═════ MATERIAL FOR THIS EXERCISE

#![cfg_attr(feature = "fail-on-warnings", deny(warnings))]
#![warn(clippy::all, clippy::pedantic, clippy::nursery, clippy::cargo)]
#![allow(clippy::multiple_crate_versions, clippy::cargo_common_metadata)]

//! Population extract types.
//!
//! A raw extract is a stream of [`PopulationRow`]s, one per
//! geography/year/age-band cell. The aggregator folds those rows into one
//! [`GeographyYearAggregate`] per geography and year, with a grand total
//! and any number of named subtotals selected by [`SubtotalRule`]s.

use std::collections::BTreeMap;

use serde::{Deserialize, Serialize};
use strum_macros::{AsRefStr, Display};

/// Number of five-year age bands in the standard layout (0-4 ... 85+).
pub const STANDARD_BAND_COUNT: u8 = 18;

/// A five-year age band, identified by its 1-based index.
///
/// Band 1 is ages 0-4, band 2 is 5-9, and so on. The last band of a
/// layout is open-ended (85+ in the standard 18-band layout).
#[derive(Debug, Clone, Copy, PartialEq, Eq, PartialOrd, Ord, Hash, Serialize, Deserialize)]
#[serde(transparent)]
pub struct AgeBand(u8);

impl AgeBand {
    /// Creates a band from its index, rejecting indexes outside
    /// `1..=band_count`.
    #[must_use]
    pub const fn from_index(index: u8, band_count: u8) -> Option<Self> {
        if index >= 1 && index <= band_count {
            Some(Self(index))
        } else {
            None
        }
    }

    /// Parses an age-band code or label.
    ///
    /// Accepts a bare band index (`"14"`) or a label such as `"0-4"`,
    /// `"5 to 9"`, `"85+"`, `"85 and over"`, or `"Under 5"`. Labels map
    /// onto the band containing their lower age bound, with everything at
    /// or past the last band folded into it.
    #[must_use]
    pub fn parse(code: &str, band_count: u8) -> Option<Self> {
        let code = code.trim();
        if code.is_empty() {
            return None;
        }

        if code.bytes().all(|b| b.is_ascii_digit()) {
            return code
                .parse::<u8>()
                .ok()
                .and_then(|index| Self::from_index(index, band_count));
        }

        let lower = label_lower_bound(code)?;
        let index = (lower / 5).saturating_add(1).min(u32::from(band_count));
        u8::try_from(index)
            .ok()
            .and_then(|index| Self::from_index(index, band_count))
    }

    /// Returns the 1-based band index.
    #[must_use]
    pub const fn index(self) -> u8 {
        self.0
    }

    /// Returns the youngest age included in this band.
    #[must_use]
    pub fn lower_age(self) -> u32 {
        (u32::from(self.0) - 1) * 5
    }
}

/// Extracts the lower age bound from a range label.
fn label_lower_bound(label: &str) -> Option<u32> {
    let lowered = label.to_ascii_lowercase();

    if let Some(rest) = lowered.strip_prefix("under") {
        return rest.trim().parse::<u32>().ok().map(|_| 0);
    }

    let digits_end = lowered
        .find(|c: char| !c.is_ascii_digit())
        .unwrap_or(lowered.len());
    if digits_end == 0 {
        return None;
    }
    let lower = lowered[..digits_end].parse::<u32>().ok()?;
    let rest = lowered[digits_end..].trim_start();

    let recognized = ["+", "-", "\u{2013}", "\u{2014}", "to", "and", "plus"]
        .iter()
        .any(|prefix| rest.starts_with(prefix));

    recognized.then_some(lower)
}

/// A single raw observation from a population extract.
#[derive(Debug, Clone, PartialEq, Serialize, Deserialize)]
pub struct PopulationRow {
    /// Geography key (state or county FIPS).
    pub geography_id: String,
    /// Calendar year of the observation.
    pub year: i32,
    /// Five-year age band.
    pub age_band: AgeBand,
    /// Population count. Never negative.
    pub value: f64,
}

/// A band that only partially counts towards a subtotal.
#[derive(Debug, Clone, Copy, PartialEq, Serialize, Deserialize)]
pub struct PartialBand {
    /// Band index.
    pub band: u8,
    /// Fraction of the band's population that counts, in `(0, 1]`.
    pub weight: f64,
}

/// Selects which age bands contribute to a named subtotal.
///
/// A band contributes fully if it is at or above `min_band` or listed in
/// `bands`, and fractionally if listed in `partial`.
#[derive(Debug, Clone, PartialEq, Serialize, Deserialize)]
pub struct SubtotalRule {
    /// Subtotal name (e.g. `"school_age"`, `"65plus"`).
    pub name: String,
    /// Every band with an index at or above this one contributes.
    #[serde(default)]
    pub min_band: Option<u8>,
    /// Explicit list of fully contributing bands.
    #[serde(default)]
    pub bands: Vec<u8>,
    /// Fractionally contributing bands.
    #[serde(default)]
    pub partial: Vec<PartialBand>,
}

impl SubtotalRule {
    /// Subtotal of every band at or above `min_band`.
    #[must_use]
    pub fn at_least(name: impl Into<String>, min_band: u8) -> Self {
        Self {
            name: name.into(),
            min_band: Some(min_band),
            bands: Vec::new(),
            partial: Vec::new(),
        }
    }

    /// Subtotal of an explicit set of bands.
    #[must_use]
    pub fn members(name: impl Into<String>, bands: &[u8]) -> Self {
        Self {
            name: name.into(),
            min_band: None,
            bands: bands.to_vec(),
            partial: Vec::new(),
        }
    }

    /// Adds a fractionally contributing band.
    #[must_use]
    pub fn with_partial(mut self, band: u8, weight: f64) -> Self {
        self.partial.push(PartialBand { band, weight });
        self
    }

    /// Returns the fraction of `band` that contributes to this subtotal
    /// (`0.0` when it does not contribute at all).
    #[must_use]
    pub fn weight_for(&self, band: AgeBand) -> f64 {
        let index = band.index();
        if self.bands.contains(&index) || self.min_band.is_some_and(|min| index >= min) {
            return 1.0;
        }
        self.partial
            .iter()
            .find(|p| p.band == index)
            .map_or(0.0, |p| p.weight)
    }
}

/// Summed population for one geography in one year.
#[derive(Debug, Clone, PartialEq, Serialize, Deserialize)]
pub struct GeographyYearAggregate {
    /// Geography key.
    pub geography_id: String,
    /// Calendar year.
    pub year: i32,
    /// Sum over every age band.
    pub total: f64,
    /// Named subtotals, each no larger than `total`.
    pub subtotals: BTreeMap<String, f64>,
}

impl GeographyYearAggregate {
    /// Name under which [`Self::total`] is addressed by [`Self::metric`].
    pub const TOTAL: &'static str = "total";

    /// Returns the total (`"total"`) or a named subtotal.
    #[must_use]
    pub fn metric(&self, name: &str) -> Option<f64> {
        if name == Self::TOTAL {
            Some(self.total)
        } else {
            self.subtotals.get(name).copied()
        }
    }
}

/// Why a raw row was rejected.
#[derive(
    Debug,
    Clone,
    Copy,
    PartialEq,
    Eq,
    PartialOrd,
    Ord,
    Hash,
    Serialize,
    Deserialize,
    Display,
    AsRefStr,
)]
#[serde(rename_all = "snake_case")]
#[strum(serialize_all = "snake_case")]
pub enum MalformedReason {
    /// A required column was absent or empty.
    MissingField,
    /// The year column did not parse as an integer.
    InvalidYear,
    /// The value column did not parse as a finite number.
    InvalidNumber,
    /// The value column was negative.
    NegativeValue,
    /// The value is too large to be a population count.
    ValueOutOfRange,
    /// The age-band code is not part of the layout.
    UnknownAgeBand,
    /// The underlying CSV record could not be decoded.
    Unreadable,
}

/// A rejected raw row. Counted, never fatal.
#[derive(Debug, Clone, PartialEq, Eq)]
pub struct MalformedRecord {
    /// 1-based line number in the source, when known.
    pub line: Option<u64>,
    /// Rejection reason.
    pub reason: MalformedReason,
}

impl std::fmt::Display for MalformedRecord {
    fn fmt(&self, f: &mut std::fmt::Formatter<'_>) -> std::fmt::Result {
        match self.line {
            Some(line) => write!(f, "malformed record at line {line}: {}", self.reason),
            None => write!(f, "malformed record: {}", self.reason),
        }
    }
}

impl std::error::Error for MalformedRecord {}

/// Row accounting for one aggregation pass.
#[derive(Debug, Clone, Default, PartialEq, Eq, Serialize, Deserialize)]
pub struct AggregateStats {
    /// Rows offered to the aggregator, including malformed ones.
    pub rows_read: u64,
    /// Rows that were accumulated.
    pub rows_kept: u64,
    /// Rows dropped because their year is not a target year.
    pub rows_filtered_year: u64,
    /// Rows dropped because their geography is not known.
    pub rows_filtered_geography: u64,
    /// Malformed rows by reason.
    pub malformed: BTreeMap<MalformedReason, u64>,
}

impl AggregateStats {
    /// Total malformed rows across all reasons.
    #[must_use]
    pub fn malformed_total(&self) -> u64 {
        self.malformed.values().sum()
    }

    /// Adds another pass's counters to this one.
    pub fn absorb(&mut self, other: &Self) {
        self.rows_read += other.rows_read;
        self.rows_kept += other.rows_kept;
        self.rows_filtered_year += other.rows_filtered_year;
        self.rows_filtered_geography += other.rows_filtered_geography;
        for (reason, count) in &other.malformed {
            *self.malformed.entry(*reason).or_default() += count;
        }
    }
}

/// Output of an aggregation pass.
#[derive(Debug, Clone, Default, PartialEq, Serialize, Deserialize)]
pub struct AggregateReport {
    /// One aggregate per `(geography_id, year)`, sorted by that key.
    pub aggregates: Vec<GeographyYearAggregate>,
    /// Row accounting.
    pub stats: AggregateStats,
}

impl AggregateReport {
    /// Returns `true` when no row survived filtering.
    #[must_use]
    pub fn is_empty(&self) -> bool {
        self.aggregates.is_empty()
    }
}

══════════

• [EXERCISE GOAL] Above are the records; from them, give again exactly the lines from the one containing "pub const fn index(self)" through the one containing "and fractionally if", both included.

• [REPLY]
    pub const fn index(self) -> u8 {
        self.0
    }

    /// Returns the youngest age included in this band.
    #[must_use]
    pub fn lower_age(self) -> u32 {
        (u32::from(self.0) - 1) * 5
    }
}

/// Extracts the lower age bound from a range label.
fn label_lower_bound(label: &str) -> Option<u32> {
    let lowered = label.to_ascii_lowercase();

    if let Some(rest) = lowered.strip_prefix("under") {
        return rest.trim().parse::<u32>().ok().map(|_| 0);
    }

    let digits_end = lowered
        .find(|c: char| !c.is_ascii_digit())
        .unwrap_or(lowered.len());
    if digits_end == 0 {
        return None;
    }
    let lower = lowered[..digits_end].parse::<u32>().ok()?;
    let rest = lowered[digits_end..].trim_start();

    let recognized = ["+", "-", "\u{2013}", "\u{2014}", "to", "and", "plus"]
        .iter()
        .any(|prefix| rest.starts_with(prefix));

    recognized.then_some(lower)
}

/// A single raw observation from a population extract.
#[derive(Debug, Clone, PartialEq, Serialize, Deserialize)]
pub struct PopulationRow {
    /// Geography key (state or county FIPS).
    pub geography_id: String,
    /// Calendar year of the observation.
    pub year: i32,
    /// Five-year age band.
    pub age_band: AgeBand,
    /// Population count. Never negative.
    pub value: f64,
}

/// A band that only partially counts towards a subtotal.
#[derive(Debug, Clone, Copy, PartialEq, Serialize, Deserialize)]
pub struct PartialBand {
    /// Band index.
    pub band: u8,
    /// Fraction of the band's population that counts, in `(0, 1]`.
    pub weight: f64,
}

/// Selects which age bands contribute to a named subtotal.
///
/// A band contributes fully if it is at or above `min_band` or listed in
/// `bands`, and fractionally if listed in `partial`.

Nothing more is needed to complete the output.